* [RECORD EXTRACTS]:
/// Task creation, updates and per-user projections
///
/// Every task created here is paired with exactly one assignment. The pair
/// is written through [`Store::create_assigned_task`], so a failed
/// assignment insert never leaves the task behind.

use crate::error::{ServiceError, ServiceResult};
use crate::models::{
    assignment::{AssignedTask, Assignment, CreateAssignment, UpdateAssignment},
    task::{CreateTask, Task, TaskPriority, TaskStatus, UpdateTask},
    user::User,
};
use crate::store::Store;
use crate::validation::{
    check, parse_due_date, validate_due_date, validate_priority, validate_status, WireNames,
};
use chrono::{DateTime, Utc};
use serde::{Deserialize, Deserializer, Serialize};
use std::sync::Arc;
use tracing::{debug, info};
use uuid::Uuid;
use validator::{Validate, ValidationError, ValidationErrors};

/// A new task and the username it is assigned to
#[derive(Debug, Clone, Default, Deserialize, Validate)]
#[serde(default)]
pub struct NewTask {
    #[serde(rename = "titulo")]
    #[validate(length(min = 1, message = "Title is required"))]
    pub title: String,

    #[serde(rename = "usernameAsignado")]
    #[validate(length(min = 1, message = "Assignee username is required"))]
    pub assignee: String,

    #[serde(rename = "descripcion")]
    pub description: Option<String>,

    #[serde(rename = "prioridad")]
    #[validate(custom(function = "validate_priority"))]
    pub priority: Option<String>,

    #[serde(rename = "fechaVencimiento")]
    #[validate(custom(function = "validate_due_date"))]
    pub due_date: Option<String>,

    #[serde(rename = "estado")]
    #[validate(custom(function = "validate_status"))]
    pub status: Option<String>,

    /// Free-text creator label
    #[serde(rename = "asignadoPor")]
    pub created_by: Option<String>,

    #[serde(rename = "nota")]
    pub note: Option<String>,

    #[serde(rename = "esPrioridad")]
    pub is_priority: Option<bool>,
}

impl WireNames for NewTask {
    const WIRE_NAMES: &'static [(&'static str, &'static str)] = &[
        ("title", "titulo"),
        ("assignee", "usernameAsignado"),
        ("priority", "prioridad"),
        ("due_date", "fechaVencimiento"),
        ("status", "estado"),
    ];
}

/// Distinguishes an explicit `null` (`Some(None)`) from an absent key (`None`)
pub fn nullable<'de, D, T>(deserializer: D) -> Result<Option<Option<T>>, D::Error>
where
    D: Deserializer<'de>,
    T: Deserialize<'de>,
{
    Option::<T>::deserialize(deserializer).map(Some)
}

/// Partial task update
///
/// Absent fields are left untouched. Nullable fields accept `null` to clear
/// the stored value.
#[derive(Debug, Clone, Default, Deserialize)]
#[serde(default)]
pub struct TaskChanges {
    #[serde(rename = "titulo")]
    pub title: Option<String>,

    #[serde(rename = "descripcion", deserialize_with = "nullable")]
    pub description: Option<Option<String>>,

    #[serde(rename = "prioridad", deserialize_with = "nullable")]
    pub priority: Option<Option<String>>,

    #[serde(rename = "fechaVencimiento", deserialize_with = "nullable")]
    pub due_date: Option<Option<String>>,

    #[serde(rename = "estado")]
    pub status: Option<String>,

    #[serde(rename = "asignadoPor", deserialize_with = "nullable")]
    pub created_by: Option<Option<String>>,

    #[serde(rename = "nota", deserialize_with = "nullable")]
    pub note: Option<Option<String>>,

    /// Reassign to this username (creates the assignment if missing)
    #[serde(rename = "usernameAsignado")]
    pub assignee: Option<String>,

    #[serde(rename = "esPrioridad")]
    pub is_priority: Option<bool>,
}

impl Validate for TaskChanges {
    fn validate(&self) -> Result<(), ValidationErrors> {
        let mut errors = ValidationErrors::new();

        let mut rule = |field: &'static str, result: Result<(), ValidationError>| {
            if let Err(error) = result {
                errors.add(field, error);
            }
        };

        if let Some(title) = &self.title {
            rule("titulo", non_empty(title, "Title cannot be empty"));
        }
        if let Some(Some(priority)) = &self.priority {
            rule("prioridad", validate_priority(priority));
        }
        if let Some(Some(due_date)) = &self.due_date {
            rule("fechaVencimiento", validate_due_date(due_date));
        }
        if let Some(status) = &self.status {
            rule("estado", validate_status(status));
        }
        if let Some(assignee) = &self.assignee {
            rule("usernameAsignado", non_empty(assignee, "Assignee username cannot be empty"));
        }

        if errors.is_empty() {
            Ok(())
        } else {
            Err(errors)
        }
    }
}

/// Empty optional text is stored as null
fn non_blank(value: Option<String>) -> Option<String> {
    value.filter(|text| !text.is_empty())
}

// Errors are already keyed by request name
impl WireNames for TaskChanges {}

fn non_empty(value: &str, message: &'static str) -> Result<(), ValidationError> {
    if value.is_empty() {
        let mut error = ValidationError::new("length");
        error.message = Some(message.into());
        return Err(error);
    }
    Ok(())
}

/// Identity of a resolved user as echoed back to clients
#[derive(Debug, Clone, PartialEq, Eq, Serialize)]
pub struct UserRef {
    pub username: String,
    pub id: Uuid,
}

impl From<&User> for UserRef {
    fn from(user: &User) -> Self {
        Self {
            username: user.username.clone(),
            id: user.id,
        }
    }
}

/// Result of [`TaskService::create_task`]
#[derive(Debug, Clone)]
pub struct CreatedTask {
    pub task: Task,
    pub assignment: Assignment,
    pub assignee: UserRef,
}

/// Result of [`TaskService::update_task`]
#[derive(Debug, Clone)]
pub struct UpdatedTask {
    pub task: Task,

    /// Present when the assignment was repointed, created or re-flagged
    pub assignment: Option<Assignment>,
}

/// Task assignment service
#[derive(Clone)]
pub struct TaskService {
    store: Arc<dyn Store>,
}

impl TaskService {
    pub fn new(store: Arc<dyn Store>) -> Self {
        Self { store }
    }

    pub async fn create_task(&self, input: NewTask) -> ServiceResult<CreatedTask> {
        self.create_task_at(input, Utc::now()).await
    }

    /// Creates a task assigned to `input.assignee`
    ///
    /// # Errors
    ///
    /// - `Validation` for missing title/assignee or bad enumerated values
    /// - `NotFound` if the assignee doesn't exist (nothing is written)
    /// - `Store` if either insert fails
    pub async fn create_task_at(
        &self,
        input: NewTask,
        now: DateTime<Utc>,
    ) -> ServiceResult<CreatedTask> {
        check(&input)?;

        let user = self.resolve_user(&input.assignee, "Assigned user not found").await?;

        let data = CreateTask {
            title: input.title,
            description: non_blank(input.description),
            priority: input.priority.as_deref().map(parse_priority).transpose()?,
            due_date: input.due_date.as_deref().map(parse_date).transpose()?,
            status: input
                .status
                .as_deref()
                .map(parse_status)
                .transpose()?
                .unwrap_or_default(),
            created_by: non_blank(input.created_by),
            note: non_blank(input.note),
            now,
        };

        let (task, assignment) = self
            .store
            .create_assigned_task(data, user.id, input.is_priority.unwrap_or(false))
            .await?;

        info!(
            task_id = task.id,
            assignment_id = assignment.id,
            assignee = %user.username,
            "Task created"
        );

        Ok(CreatedTask {
            task,
            assignment,
            assignee: UserRef::from(&user),
        })
    }

    pub async fn update_task(&self, task_id: i64, changes: TaskChanges) -> ServiceResult<UpdatedTask> {
        self.update_task_at(task_id, changes, Utc::now()).await
    }

    /// Applies a partial update and adjusts the assignment
    ///
    /// A new assignee repoints the existing assignment or creates one.
    /// `is_priority` alone only touches an existing assignment.
    pub async fn update_task_at(
        &self,
        task_id: i64,
        changes: TaskChanges,
        now: DateTime<Utc>,
    ) -> ServiceResult<UpdatedTask> {
        check(&changes)?;

        if self.store.find_task(task_id).await?.is_none() {
            return Err(ServiceError::NotFound("Task not found".to_string()));
        }

        // Resolved before any write so an unknown assignee changes nothing
        let assignee = match changes.assignee.as_deref() {
            Some(username) => Some(self.resolve_user(username, "Assigned user not found").await?),
            None => None,
        };

        let update = UpdateTask {
            title: changes.title,
            description: changes.description,
            priority: changes
                .priority
                .map(|p| p.as_deref().map(parse_priority).transpose())
                .transpose()?,
            due_date: changes
                .due_date
                .map(|d| d.as_deref().map(parse_date).transpose())
                .transpose()?,
            status: changes.status.as_deref().map(parse_status).transpose()?,
            created_by: changes.created_by,
            note: changes.note,
        };

        let task = self
            .store
            .update_task(task_id, update, now)
            .await?
            .ok_or_else(|| ServiceError::NotFound("Task not found".to_string()))?;

        let assignment = match (assignee, changes.is_priority) {
            (Some(user), is_priority) => Some(self.reassign(task_id, &user, is_priority).await?),
            (None, Some(is_priority)) => self.reflag(task_id, is_priority).await?,
            (None, None) => None,
        };

        debug!(task_id, "Task updated");

        Ok(UpdatedTask { task, assignment })
    }

    /// Tasks whose created-by label is `username`
    pub async fn tasks_created_by(&self, username: &str) -> ServiceResult<(UserRef, Vec<Task>)> {
        let user = self.resolve_user(username, "User not found").await?;
        let tasks = self.store.list_tasks_created_by(&user.username).await?;
        Ok((UserRef::from(&user), tasks))
    }

    pub async fn tasks_assigned_to(
        &self,
        username: &str,
    ) -> ServiceResult<(UserRef, Vec<AssignedTask>)> {
        let user = self.resolve_user(username, "User not found").await?;
        let tasks = self.store.list_assigned_tasks(user.id, false).await?;
        Ok((UserRef::from(&user), tasks))
    }

    pub async fn priority_tasks_of(
        &self,
        username: &str,
    ) -> ServiceResult<(UserRef, Vec<AssignedTask>)> {
        let user = self.resolve_user(username, "User not found").await?;
        let tasks = self.store.list_assigned_tasks(user.id, true).await?;
        Ok((UserRef::from(&user), tasks))
    }

    /// Flips the priority flag of `username`'s assignment on `task_id`
    pub async fn toggle_priority(&self, task_id: i64, username: &str) -> ServiceResult<Assignment> {
        if username.is_empty() {
            return Err(ServiceError::invalid("username", "Username is required"));
        }

        let user = self.resolve_user(username, "Assigned user not found").await?;

        let assignment = self
            .store
            .find_assignment(task_id, user.id)
            .await?
            .ok_or_else(|| {
                ServiceError::NotFound("No assignment found for this task and user".to_string())
            })?;

        let updated = self
            .store
            .update_assignment(
                assignment.id,
                UpdateAssignment {
                    user_id: None,
                    is_priority: Some(!assignment.is_priority),
                },
            )
            .await?
            .ok_or_else(|| {
                ServiceError::NotFound("No assignment found for this task and user".to_string())
            })?;

        info!(task_id, is_priority = updated.is_priority, "Task priority toggled");

        Ok(updated)
    }

    async fn resolve_user(&self, username: &str, missing: &str) -> ServiceResult<User> {
        self.store
            .find_user_by_username(username)
            .await?
            .ok_or_else(|| ServiceError::NotFound(missing.to_string()))
    }

    async fn reassign(
        &self,
        task_id: i64,
        user: &User,
        is_priority: Option<bool>,
    ) -> ServiceResult<Assignment> {
        match self.store.find_assignment_by_task(task_id).await? {
            Some(existing) => {
                let updated = self
                    .store
                    .update_assignment(
                        existing.id,
                        UpdateAssignment {
                            user_id: Some(user.id),
                            is_priority,
                        },
                    )
                    .await?
                    .ok_or_else(|| ServiceError::NotFound("Assignment not found".to_string()))?;
                info!(task_id, assignee = %user.username, "Task reassigned");
                Ok(updated)
            }
            None => {
                let created = self
                    .store
                    .insert_assignment(CreateAssignment {
                        user_id: user.id,
                        task_id,
                        is_priority: is_priority.unwrap_or(false),
                    })
                    .await?;
                info!(task_id, assignee = %user.username, "Task assigned");
                Ok(created)
            }
        }
    }

    async fn reflag(&self, task_id: i64, is_priority: bool) -> ServiceResult<Option<Assignment>> {
        let Some(existing) = self.store.find_assignment_by_task(task_id).await? else {
            debug!(task_id, "No assignment to flag");
            return Ok(None);
        };

        let updated = self
            .store
            .update_assignment(
                existing.id,
                UpdateAssignment {
                    user_id: None,
                    is_priority: Some(is_priority),
                },
            )
            .await?;
        Ok(updated)
    }
}

// Inputs are validated before these run; the errors only guard direct callers
fn parse_priority(raw: &str) -> ServiceResult<TaskPriority> {
    raw.parse()
        .map_err(|message: String| ServiceError::invalid("prioridad", &message))
}

fn parse_status(raw: &str) -> ServiceResult<TaskStatus> {
    raw.parse()
        .map_err(|message: String| ServiceError::invalid("estado", &message))
}

fn parse_date(raw: &str) -> ServiceResult<DateTime<Utc>> {
    parse_due_date(raw)
        .ok_or_else(|| ServiceError::invalid("fechaVencimiento", "Due date must be a valid ISO 8601 date"))
}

* [WORK INSTRUCTIONS]: Within the material above, please work out how many lines contain the word "match" and give that number by itself.

* [THE COMPLETED TASK]: 3